In an example, the at least one internal-memory device is configured for: determining a delay time and a historical-reading-time average value that correspond to the predicted physical address, and according to the delay time and the historical-reading-time average value, determining a transmission time sequence of the pre-buffered data. Correspondingly, the at least one internal-memory device is configured for: determining a communication link between an instance of the internal-memory devices that the predicted physical address belongs to and an instance of the host that receives the accessing request, and counting up a link-hierarchy delay and a link-bandwidth delay of the communication link; and/or determining a device-performance delay of an instance of the internal-memory devices that the predicted physical address belongs to; and/or determining a region-performance delay of the predicted physical address in an instance of the internal-memory devices that the predicted physical address belongs to; and by using together the link-hierarchy delay, the link-bandwidth delay, the device-performance delay and/or the region-performance delay, obtaining the delay time that corresponds to the predicted physical address.

1 2 3 4 4 FIG. The link-hierarchy delay is decided based on the length of the communication link between the internal-memory device and the host that receives the accessing request. The link-bandwidth delay refers to the total bandwidth delay in communication-link. The device-performance delay is decided by the characteristics of the internal-memory device itself. The region-performance delay depends on the position of the predicted physical address in the internal-memory device, wherein the position is as shown by the region: MLD1 (Memory Latency Determination), the region: MLD2, the region: MLD3 and the region: MLD4 in, and the different regions correspond to unequal region-performance delays.

In an example, by using a time-sequence predictor, it can be realized: according to the delay time and the historical-reading-time average value, determining a transmission time sequence of the pre-buffered data. The time-sequence predictor is simple to embody, and the rule-based time-sequence predictor uses a detection table to detect the time-sequence accessing mode in the operating load, wherein the detection table records the delay time and the historical-reading-time average value that correspond to the predicted physical address. If multiple pre-buffered data exist simultaneously, then the pre-buffered data are transmitted to the host in the order of the corresponding transmission time sequences. The time-sequence predictor may be provided in the buffer-prefetching decision generator.

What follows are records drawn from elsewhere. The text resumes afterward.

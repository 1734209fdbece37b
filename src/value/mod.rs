//! Variant value used as the parameter and result container of every call.
//!
//! A [`Value`] is a plain sum type: the tag and the payload can never disagree, and
//! cloning always deep-copies strings, binaries and arrays. Numeric reads coerce
//! between `Bool`, `Int` and `Float`; strings, binaries and arrays never coerce.

mod convert;
mod text;

use std::fmt;
use std::ops::{Index, IndexMut};

use base64::{engine::general_purpose, Engine as _};
use serde::{Deserialize, Serialize};

use crate::{BrokerError, Result};

pub use convert::{Binary, TypeTag, ValueType};
pub use text::deduce_type;

/// Runtime kind of a [`Value`].
#[derive(Debug, Clone, Copy, PartialEq, Eq, Hash, Serialize, Deserialize)]
pub enum ValueKind {
    Invalid,
    Bool,
    Int,
    Float,
    String,
    Binary,
    Array,
}

impl fmt::Display for ValueKind {
    fn fmt(&self, f: &mut fmt::Formatter<'_>) -> fmt::Result {
        let name = match self {
            ValueKind::Invalid => "invalid",
            ValueKind::Bool => "bool",
            ValueKind::Int => "int",
            ValueKind::Float => "float",
            ValueKind::String => "string",
            ValueKind::Binary => "binary",
            ValueKind::Array => "array",
        };
        f.write_str(name)
    }
}

/// Tagged variant value.
#[derive(Debug, Clone, Default, PartialEq, Serialize, Deserialize)]
pub enum Value {
    #[default]
    Invalid,
    Bool(bool),
    Int(i32),
    Float(f32),
    String(String),
    Binary(Vec<u8>),
    Array(Vec<Value>),
}

impl Value {
    /// Empty array value.
    pub fn array() -> Self {
        Value::Array(Vec::new())
    }

    /// Binary payload value.
    pub fn binary(bytes: impl Into<Vec<u8>>) -> Self {
        Value::Binary(bytes.into())
    }

    /// Homogeneous array built from a slice of primitives.
    pub fn from_slice<T>(items: &[T]) -> Self
    where
        T: Clone + Into<Value>,
    {
        Value::Array(items.iter().cloned().map(Into::into).collect())
    }

    pub fn kind(&self) -> ValueKind {
        match self {
            Value::Invalid => ValueKind::Invalid,
            Value::Bool(_) => ValueKind::Bool,
            Value::Int(_) => ValueKind::Int,
            Value::Float(_) => ValueKind::Float,
            Value::String(_) => ValueKind::String,
            Value::Binary(_) => ValueKind::Binary,
            Value::Array(_) => ValueKind::Array,
        }
    }

    pub fn is_valid(&self) -> bool {
        !matches!(self, Value::Invalid)
    }

    pub fn is_array(&self) -> bool {
        matches!(self, Value::Array(_))
    }

    /// Element count of an array, byte length of a string or binary, 0 otherwise.
    pub fn size(&self) -> usize {
        match self {
            Value::Array(items) => items.len(),
            Value::String(s) => s.len(),
            Value::Binary(b) => b.len(),
            _ => 0,
        }
    }

    /// Drops the payload and resets the value to `Invalid`.
    pub fn clear(&mut self) {
        *self = Value::Invalid;
    }

    fn array_mut(&mut self, op: &str) -> Result<&mut Vec<Value>> {
        if let Value::Invalid = self {
            *self = Value::array();
        }
        match self {
            Value::Array(items) => Ok(items),
            other => Err(BrokerError::TypeMismatch(format!(
                "{} on a {} value, expected array",
                op,
                other.kind()
            ))),
        }
    }

    pub fn array_push(&mut self, item: impl Into<Value>) -> Result<()> {
        self.array_mut("array_push")?.push(item.into());
        Ok(())
    }

    pub fn array_pop(&mut self) -> Result<Option<Value>> {
        Ok(self.array_mut("array_pop")?.pop())
    }

    /// Resizes the array; new slots are filled with `Value::Invalid`.
    pub fn array_set_size(&mut self, len: usize) -> Result<()> {
        self.array_mut("array_set_size")?.resize(len, Value::Invalid);
        Ok(())
    }

    pub fn array_reserve(&mut self, additional: usize) -> Result<()> {
        self.array_mut("array_reserve")?.reserve(additional);
        Ok(())
    }

    /// Non-panicking element access.
    pub fn get(&self, index: usize) -> Option<&Value> {
        match self {
            Value::Array(items) => items.get(index),
            _ => None,
        }
    }

    pub fn as_array(&self) -> Result<&[Value]> {
        match self {
            Value::Array(items) => Ok(items),
            other => Err(mismatch(ValueKind::Array, other)),
        }
    }

    pub fn into_array(self) -> Result<Vec<Value>> {
        match self {
            Value::Array(items) => Ok(items),
            other => Err(mismatch(ValueKind::Array, &other)),
        }
    }

    pub fn as_bool(&self) -> Result<bool> {
        match *self {
            Value::Bool(b) => Ok(b),
            Value::Int(i) => Ok(i != 0),
            Value::Float(f) => Ok(f != 0.0),
            ref other => Err(mismatch(ValueKind::Bool, other)),
        }
    }

    /// Reads an integer; floats are truncated toward zero.
    pub fn as_int(&self) -> Result<i32> {
        match *self {
            Value::Int(i) => Ok(i),
            Value::Bool(b) => Ok(b as i32),
            Value::Float(f) => Ok(f as i32),
            ref other => Err(mismatch(ValueKind::Int, other)),
        }
    }

    pub fn as_float(&self) -> Result<f32> {
        match *self {
            Value::Float(f) => Ok(f),
            Value::Int(i) => Ok(i as f32),
            Value::Bool(b) => Ok(if b { 1.0 } else { 0.0 }),
            ref other => Err(mismatch(ValueKind::Float, other)),
        }
    }

    pub fn as_str(&self) -> Result<&str> {
        match self {
            Value::String(s) => Ok(s),
            other => Err(mismatch(ValueKind::String, other)),
        }
    }

    pub fn as_binary(&self) -> Result<&[u8]> {
        match self {
            Value::Binary(b) => Ok(b),
            other => Err(mismatch(ValueKind::Binary, other)),
        }
    }

    /// Base64 text of a binary payload.
    pub fn binary_to_base64(&self) -> Result<String> {
        Ok(general_purpose::STANDARD.encode(self.as_binary()?))
    }

    /// Decodes base64 text into a binary value.
    pub fn binary_from_base64(text: &str) -> Result<Value> {
        general_purpose::STANDARD
            .decode(text.trim())
            .map(Value::Binary)
            .map_err(|e| BrokerError::Parse(format!("invalid base64 payload: {}", e)))
    }

    /// Text form, see [`Value::from_text`] for the grammar.
    pub fn to_text(&self) -> String {
        let mut out = String::new();
        text::write_value(self, &mut out);
        out
    }

    /// Parses the text form produced by [`Value::to_text`].
    pub fn from_text(input: &str) -> Result<Value> {
        text::parse(input)
    }
}

fn mismatch(expected: ValueKind, found: &Value) -> BrokerError {
    BrokerError::TypeMismatch(format!("expected {}, found {}", expected, found.kind()))
}

impl Index<usize> for Value {
    type Output = Value;

    fn index(&self, index: usize) -> &Value {
        match self {
            Value::Array(items) => &items[index],
            other => panic!("cannot index into a {} value", other.kind()),
        }
    }
}

impl IndexMut<usize> for Value {
    fn index_mut(&mut self, index: usize) -> &mut Value {
        match self {
            Value::Array(items) => &mut items[index],
            other => panic!("cannot index into a {} value", other.kind()),
        }
    }
}

impl fmt::Display for Value {
    fn fmt(&self, f: &mut fmt::Formatter<'_>) -> fmt::Result {
        f.write_str(&self.to_text())
    }
}

impl From<bool> for Value {
    fn from(v: bool) -> Self {
        Value::Bool(v)
    }
}

impl From<i32> for Value {
    fn from(v: i32) -> Self {
        Value::Int(v)
    }
}

impl From<f32> for Value {
    fn from(v: f32) -> Self {
        Value::Float(v)
    }
}

impl From<f64> for Value {
    fn from(v: f64) -> Self {
        Value::Float(v as f32)
    }
}

impl From<&str> for Value {
    fn from(v: &str) -> Self {
        Value::String(v.to_string())
    }
}

impl From<String> for Value {
    fn from(v: String) -> Self {
        Value::String(v)
    }
}

impl From<Vec<Value>> for Value {
    fn from(v: Vec<Value>) -> Self {
        Value::Array(v)
    }
}

impl FromIterator<Value> for Value {
    fn from_iter<I: IntoIterator<Item = Value>>(iter: I) -> Self {
        Value::Array(iter.into_iter().collect())
    }
}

In an example, the at least one internal-memory device is configured for: detecting whether a hit rate of the pre-buffered data and/or a predicted physical address outputted by the buffer-prefetching decision generator are correct, and according to a corresponding detection result, determining an accuracy of the buffer-prefetching decision generator; and if the accuracy is less than a preset threshold, according to the detection result, optimizing the buffer-prefetching decision generator. Correspondingly, the at least one internal-memory device is configured for: by using a decision-tree classifier, detecting whether the hit rate of the pre-buffered data and/or the predicted physical address outputted by the buffer-prefetching decision generator are correct.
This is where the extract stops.